- _Work request_
Please transcribe every record below exactly as it appears.

- _Saved data entries_
+ + + +
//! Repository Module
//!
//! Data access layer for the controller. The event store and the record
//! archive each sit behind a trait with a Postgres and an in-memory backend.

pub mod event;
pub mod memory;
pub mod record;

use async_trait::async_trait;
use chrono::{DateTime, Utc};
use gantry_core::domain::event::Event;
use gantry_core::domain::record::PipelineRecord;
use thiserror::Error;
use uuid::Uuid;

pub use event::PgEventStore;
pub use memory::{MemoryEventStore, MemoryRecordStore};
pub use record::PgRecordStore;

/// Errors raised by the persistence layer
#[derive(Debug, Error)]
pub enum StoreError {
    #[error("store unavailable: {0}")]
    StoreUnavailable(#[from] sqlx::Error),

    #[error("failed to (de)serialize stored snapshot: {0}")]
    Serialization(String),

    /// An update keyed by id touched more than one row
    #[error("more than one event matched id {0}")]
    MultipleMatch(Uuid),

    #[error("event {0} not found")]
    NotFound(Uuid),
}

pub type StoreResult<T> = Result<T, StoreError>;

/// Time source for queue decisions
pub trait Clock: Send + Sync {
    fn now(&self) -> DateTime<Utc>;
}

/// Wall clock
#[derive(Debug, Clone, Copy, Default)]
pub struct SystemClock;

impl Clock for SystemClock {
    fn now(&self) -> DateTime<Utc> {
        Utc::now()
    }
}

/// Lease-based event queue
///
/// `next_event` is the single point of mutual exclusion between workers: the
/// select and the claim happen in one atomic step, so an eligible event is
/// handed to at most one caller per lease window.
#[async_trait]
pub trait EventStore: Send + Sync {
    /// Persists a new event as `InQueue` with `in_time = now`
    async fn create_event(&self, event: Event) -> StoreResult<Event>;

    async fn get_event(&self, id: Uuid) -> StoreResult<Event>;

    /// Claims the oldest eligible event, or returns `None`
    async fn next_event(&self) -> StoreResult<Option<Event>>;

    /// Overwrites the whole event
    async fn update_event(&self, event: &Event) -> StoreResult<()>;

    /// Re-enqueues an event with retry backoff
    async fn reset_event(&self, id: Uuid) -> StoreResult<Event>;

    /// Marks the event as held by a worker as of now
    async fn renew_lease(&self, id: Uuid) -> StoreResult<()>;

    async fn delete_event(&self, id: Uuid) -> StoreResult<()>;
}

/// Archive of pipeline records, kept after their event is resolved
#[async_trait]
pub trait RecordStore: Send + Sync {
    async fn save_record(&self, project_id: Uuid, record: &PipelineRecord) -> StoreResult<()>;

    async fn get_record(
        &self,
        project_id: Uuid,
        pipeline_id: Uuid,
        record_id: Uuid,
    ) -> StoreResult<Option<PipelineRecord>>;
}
+ + + +
- _Solution below_
//! Repository Module
//!
//! Data access layer for the controller. The event store and the record
//! archive each sit behind a trait with a Postgres and an in-memory backend.

pub mod event;
pub mod memory;
pub mod record;

use async_trait::async_trait;
use chrono::{DateTime, Utc};
use gantry_core::domain::event::Event;
use gantry_core::domain::record::PipelineRecord;
use thiserror::Error;
use uuid::Uuid;

pub use event::PgEventStore;
pub use memory::{MemoryEventStore, MemoryRecordStore};
pub use record::PgRecordStore;

/// Errors raised by the persistence layer
#[derive(Debug, Error)]
pub enum StoreError {
    #[error("store unavailable: {0}")]
    StoreUnavailable(#[from] sqlx::Error),

    #[error("failed to (de)serialize stored snapshot: {0}")]
    Serialization(String),

    /// An update keyed by id touched more than one row
    #[error("more than one event matched id {0}")]
    MultipleMatch(Uuid),

    #[error("event {0} not found")]
    NotFound(Uuid),
}

pub type StoreResult<T> = Result<T, StoreError>;

/// Time source for queue decisions
pub trait Clock: Send + Sync {
    fn now(&self) -> DateTime<Utc>;
}

/// Wall clock
#[derive(Debug, Clone, Copy, Default)]
pub struct SystemClock;

impl Clock for SystemClock {
    fn now(&self) -> DateTime<Utc> {
        Utc::now()
    }
}

/// Lease-based event queue
///
/// `next_event` is the single point of mutual exclusion between workers: the
/// select and the claim happen in one atomic step, so an eligible event is
/// handed to at most one caller per lease window.
#[async_trait]
pub trait EventStore: Send + Sync {
    /// Persists a new event as `InQueue` with `in_time = now`
    async fn create_event(&self, event: Event) -> StoreResult<Event>;

    async fn get_event(&self, id: Uuid) -> StoreResult<Event>;

    /// Claims the oldest eligible event, or returns `None`
    async fn next_event(&self) -> StoreResult<Option<Event>>;

    /// Overwrites the whole event
    async fn update_event(&self, event: &Event) -> StoreResult<()>;

    /// Re-enqueues an event with retry backoff
    async fn reset_event(&self, id: Uuid) -> StoreResult<Event>;

    /// Marks the event as held by a worker as of now
    async fn renew_lease(&self, id: Uuid) -> StoreResult<()>;

    async fn delete_event(&self, id: Uuid) -> StoreResult<()>;
}

/// Archive of pipeline records, kept after their event is resolved
#[async_trait]
pub trait RecordStore: Send + Sync {
    async fn save_record(&self, project_id: Uuid, record: &PipelineRecord) -> StoreResult<()>;

    async fn get_record(
        &self,
        project_id: Uuid,
        pipeline_id: Uuid,
        record_id: Uuid,
    ) -> StoreResult<Option<PipelineRecord>>;
}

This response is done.